One morning when we entered Budh Ram's room, Laji's whole manner changed. Budh Ram was sweating profusely and his fists were tightly clenched. "Open your mouth," Laji commanded. Budh Ram cautiously opened his mouth a fraction of an inch. "Tetanus", Laji said.

Like many children around the world, Budh Ram had not been immunized. The open wound on his leg had allowed the bacteria that cause tetanus to enter his body and multiply.

Vaccine-Preventable Diseases Still Threaten Many

Laji summoned one of the watchmen and gave him a note to take to a hospital five hours away by motorcycle. Budh Ram's slim hopes lay in getting tetanus antitoxin into his body before all of the toxin had bound to his nerve endings, doing permanent damage. It wouldn't be long before each of his muscles went into constant spasm. For a boy with a broken leg, the pain would be excruciating. Even with rapid treatment, it was likely that his respiratory muscles would seize up and he might die.

All day we waited to see if the drug would arrive. By evening, we'd received word that the first hospital had not had any medicine. The search would continue through the night. Budh Ram was given medicine for pain and we began to help him breathe with a respiratory bag and mask. Every few minutes his back would arch, his face would grimace and his eyes would open wide with fear. His mother sat by his bed comforting him, putting a cloth on his brow.

Budh Ram died the next night. I'd spent four hours by his bed squeezing breaths into his lungs 10 times per minute. We had no modern intensive-care unit, no ventilator and no monitors. Eventually, the lack of oxygen stopped his heart.

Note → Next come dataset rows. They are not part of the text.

//! `ay38500` command-line driver
//!
//! Runs the console core against synthetic sync and key-scan stimulus and
//! writes what comes out: a per-tick CSV trace, a WAV file, or live audio.

use anyhow::{bail, Context, Result};
use ay38500::config::CoreConfig;
use ay38500::export::{export_session_to_wav, ExportConfig};
use ay38500::keyboard::{key_name, Game};
use ay38500::session::Session;
use ay38500::stimulus::{KeyPress, PressSchedule};
use ay38500::trace::TraceRecorder;
use log::{info, LevelFilter};
use std::env;
use std::fmt;
use std::io;
use std::str::FromStr;

/// Default trace length in master ticks
const DEFAULT_TRACE_TICKS: u64 = 10_000;
/// Default render length in seconds
const DEFAULT_RENDER_SECONDS: f64 = 2.0;

#[derive(Clone, Copy, Debug, PartialEq, Eq)]
enum Command {
    Trace,
    Render,
    Play,
    Info,
}

impl FromStr for Command {
    type Err = String;

    fn from_str(value: &str) -> std::result::Result<Self, Self::Err> {
        match value.to_ascii_lowercase().as_str() {
            "trace" => Ok(Command::Trace),
            "render" => Ok(Command::Render),
            "play" => Ok(Command::Play),
            "info" => Ok(Command::Info),
            _ => Err(format!("Unknown command: {value}")),
        }
    }
}

impl Command {
    fn as_str(&self) -> &'static str {
        match self {
            Command::Trace => "trace",
            Command::Render => "render",
            Command::Play => "play",
            Command::Info => "info",
        }
    }
}

impl fmt::Display for Command {
    fn fmt(&self, f: &mut fmt::Formatter<'_>) -> fmt::Result {
        f.write_str(self.as_str())
    }
}

/// Parsed command-line arguments
#[derive(Debug, Default)]
struct CliArgs {
    command: Option<Command>,
    config_path: Option<String>,
    ticks: Option<u64>,
    seconds: Option<f64>,
    out: Option<String>,
    presses: Vec<KeyPress>,
    fade: f32,
    json: bool,
    verbose: bool,
    show_help: bool,
    errors: Vec<String>,
}

impl CliArgs {
    fn parse() -> Self {
        Self::parse_from(env::args().skip(1))
    }

    fn parse_from<I: IntoIterator<Item = String>>(iter: I) -> Self {
        let mut args = Self::default();
        let mut iter = iter.into_iter();

        while let Some(arg) = iter.next() {
            let (flag, inline) = match arg.split_once('=') {
                Some((f, v)) if f.starts_with("--") => (f.to_string(), Some(v.to_string())),
                _ => (arg.clone(), None),
            };
            let mut value = |name: &str, args: &mut CliArgs| -> Option<String> {
                let v = inline.clone().or_else(|| iter.next());
                if v.is_none() {
                    args.errors.push(format!("{name} requires an argument"));
                }
                v
            };

            match flag.as_str() {
                "--help" | "-h" => args.show_help = true,
                "--verbose" | "-v" => args.verbose = true,
                "--json" => args.json = true,
                "--config" | "-c" => args.config_path = value("--config", &mut args),
                "--out" | "-o" => args.out = value("--out", &mut args),
                "--ticks" => {
                    if let Some(v) = value("--ticks", &mut args) {
                        match v.replace('_', "").parse::<u64>() {
                            Ok(n) => args.ticks = Some(n),
                            Err(_) => args.errors.push(format!("Invalid tick count: {v}")),
                        }
                    }
                }
                "--seconds" => {
                    if let Some(v) = value("--seconds", &mut args) {
                        match v.parse::<f64>() {
                            Ok(s) if s > 0.0 => args.seconds = Some(s),
                            _ => args.errors.push(format!("Invalid duration: {v}")),
                        }
                    }
                }
                "--fade" => {
                    if let Some(v) = value("--fade", &mut args) {
                        match v.parse::<f32>() {
                            Ok(s) if s >= 0.0 => args.fade = s,
                            _ => args.errors.push(format!("Invalid fade: {v}")),
                        }
                    }
                }
                "--press" | "-p" => {
                    if let Some(v) = value("--press", &mut args) {
                        match KeyPress::parse(&v) {
                            Ok(p) => args.presses.push(p),
                            Err(e) => args.errors.push(e.to_string()),
                        }
                    }
                }
                _ if flag.starts_with('-') => {
                    args.errors.push(format!("Unknown flag: {flag}"));
                }
                _ => match (args.command, flag.parse::<Command>()) {
                    (None, Ok(cmd)) => args.command = Some(cmd),
                    (None, Err(err)) => args.errors.push(err),
                    (Some(_), _) => args.errors.push(format!("Unexpected argument: {flag}")),
                },
            }
        }

        if !args.errors.is_empty() {
            args.show_help = true;
        }
        args
    }

    /// Master ticks to run, from `--ticks`, `--seconds` or the command default
    fn tick_count(&self, config: &CoreConfig) -> u64 {
        let seconds_to_ticks = |s: f64| (s * f64::from(config.tick_rate_hz)).round() as u64;
        match (self.ticks, self.seconds) {
            (Some(n), _) => n,
            (None, Some(s)) => seconds_to_ticks(s),
            (None, None) => match self.command {
                Some(Command::Trace) | None => DEFAULT_TRACE_TICKS,
                Some(_) => seconds_to_ticks(DEFAULT_RENDER_SECONDS),
            },
        }
    }
}

fn print_usage() {
    eprintln!(
        "Usage:
  ay38500 <command> [flags]

Commands:
  trace                Write one CSV row per master tick
  render               Write the audio output to a WAV file
  play                 Play the audio output live{}
  info                 Show the effective configuration

Flags:
  -c, --config <file>  JSON configuration (defaults otherwise)
  --ticks <n>          Master ticks to run
  --seconds <s>        Run time in seconds of master clock
  -o, --out <path>     Output file (trace defaults to stdout)
  -p, --press <k@t>    Hold key k from tick t (k@t1..t2 for a range)
  --fade <s>           Fade-out length for render
  --json               info: print the configuration as JSON
  -v, --verbose        Debug logging
  -h, --help           Show this help

Examples:
  ay38500 trace --ticks 2000 --press P@100 -o trace.csv
  ay38500 render --seconds 1 --press space@0..500000 -o tone.wav
  ay38500 info --json > core.json",
        if cfg!(feature = "streaming") {
            ""
        } else {
            " (needs the streaming feature)"
        }
    );
}

fn init_logging(verbose: bool) {
    let mut builder = env_logger::Builder::from_default_env();
    if verbose {
        builder.filter_level(LevelFilter::Debug);
    } else if env::var_os("RUST_LOG").is_none() {
        builder.filter_level(LevelFilter::Info);
    }
    builder.init();
}

fn print_info(config: &CoreConfig, json: bool) -> Result<()> {
    if json {
        println!("{}", config.to_json_string()?);
        return Ok(());
    }
    let keys = &config.keys;
    println!("Master tick:   {} Hz", config.tick_rate_hz);
    println!(
        "Divider:       {} ({:?}), derived {:.0} Hz",
        config.divider.divisor,
        config.divider.duty,
        config.derived_tick_rate_hz()
    );
    println!(
        "Tone:          freq {} -> {:.1} Hz, volume L {:#06x} R {:#06x}",
        config.audio.freq,
        config.tone_hz(),
        config.audio.vol_left,
        config.audio.vol_right
    );
    println!(
        "Sync:          {} ticks x {} lines, hsync {} vsync {}{}",
        config.video.h_period,
        config.video.lines,
        config.video.h_sync_width,
        config.video.v_sync_lines,
        if config.video.reaches_thresholds() {
            ""
        } else {
            " (blanking never toggles)"
        }
    );
    println!(
        "Keys:          manual serve {}, paddle {}, speed {}, angle {}, serve {}, deselect {}",
        key_name(keys.manual_serve),
        key_name(keys.paddle_size),
        key_name(keys.ball_speed),
        key_name(keys.ball_angle),
        key_name(keys.serve),
        key_name(keys.deselect)
    );
    let games: Vec<String> = Game::ALL
        .iter()
        .map(|&g| format!("{}={g}", key_name(keys.game_key(g))))
        .collect();
    println!("Games:         {}", games.join(" "));
    Ok(())
}

fn run_trace<W: io::Write>(session: &mut Session, ticks: u64, mut rec: TraceRecorder<W>) -> Result<()> {
    session.run(ticks, |tick, out| rec.record(tick, out))?;
    rec.finish()?;
    Ok(())
}

#[cfg(feature = "streaming")]
fn play(session: &mut Session, config: &CoreConfig, ticks: u64) -> Result<()> {
    use ay38500::export::Decimator;
    use ay38500::streaming::{frame_to_f32, write_blocking};
    use ay38500::{AudioDevice, RingBuffer, StreamConfig};
    use parking_lot::Mutex;
    use std::sync::Arc;

    const CHUNK: usize = 1024;

    let stream = StreamConfig::stable(config.audio.sample_rate);
    let ring = Arc::new(Mutex::new(RingBuffer::new(stream.ring_buffer_size)?));
    let device = AudioDevice::new(&stream, Arc::clone(&ring))?;

    info!(
        "playing {:.1}s ({:.0} ms buffer)",
        ticks as f64 / f64::from(config.tick_rate_hz),
        stream.latency_ms()
    );
    let mut decimator = Decimator::new(config.tick_rate_hz, config.audio.sample_rate);
    let mut chunk = Vec::with_capacity(CHUNK);
    session.run(ticks, |_, out| {
        if let Some(frame) = decimator.push(out.sample) {
            chunk.extend_from_slice(&frame_to_f32(frame));
            if chunk.len() >= CHUNK {
                write_blocking(&ring, &chunk);
                chunk.clear();
            }
        }
        Ok(())
    })?;
    write_blocking(&ring, &chunk);

    device.finish();
    device.wait_for_finish();
    Ok(())
}

#[cfg(not(feature = "streaming"))]
fn play(_session: &mut Session, _config: &CoreConfig, _ticks: u64) -> Result<()> {
    bail!("play requires the \"streaming\" feature. Rebuild with `--features streaming`.")
}

fn main() -> Result<()> {
    let args = CliArgs::parse();
    init_logging(args.verbose);

    for err in &args.errors {
        eprintln!("{err}");
    }
    let Some(command) = args.command.filter(|_| !args.show_help) else {
        print_usage();
        if !args.errors.is_empty() {
            std::process::exit(2);
        }
        return Ok(());
    };

    let config = match &args.config_path {
        Some(path) => {
            CoreConfig::load(path).with_context(|| format!("Failed to load config {path}"))?
        }
        None => CoreConfig::default(),
    };
    config.validate()?;

    let ticks = args.tick_count(&config);
    let schedule = PressSchedule::new(args.presses.clone());
    for press in schedule.presses() {
        info!("press {press}");
    }
    let mut session = Session::new(&config, schedule)?;

    match command {
        Command::Trace => match &args.out {
            Some(path) => {
                let rec = TraceRecorder::create(path)
                    .with_context(|| format!("Failed to create trace {path}"))?;
                run_trace(&mut session, ticks, rec)?;
            }
            None => run_trace(&mut session, ticks, TraceRecorder::from_writer(io::stdout().lock()))?,
        },
        Command::Render => {
            let Some(path) = &args.out else {
                bail!("render needs --out <file.wav>");
            };
            let export = ExportConfig::with_sample_rate(config.audio.sample_rate).fade_out(args.fade);
            export_session_to_wav(&mut session, config.tick_rate_hz, ticks, path, &export)?;
        }
        Command::Play => play(&mut session, &config, ticks)?,
        Command::Info => print_info(&config, args.json)?,
    }
    Ok(())
}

Thankfully, tetanus occurs quite rarely in the United States, but it takes more than 100,000 lives each year throughout the world. Very few people in the United States have seen children die from vaccine-preventable diseases. Even for many doctors, measles, whooping cough and tetanus are diseases learned about during medical school but fortunately not seen in U.S. medical practice.

As people in the United States become more hesitant to vaccinate their children because of fears about vaccine safety, the risk of these diseases reappearing rises. It becomes hard to remember why vaccinations are given when we don't see these diseases in our neighborhoods.

It would be a tragedy to have to have these diseases return to maintain interest in preventing them. Even the safest treatments have some element of risk. The key is giving people a complete picture of all the risks and benefits so that they can make informed health decisions.

In subsequent columns, I'll be talking about innovative programs around the world that are working to control diseases that we rarely see; diseases that shouldn't be.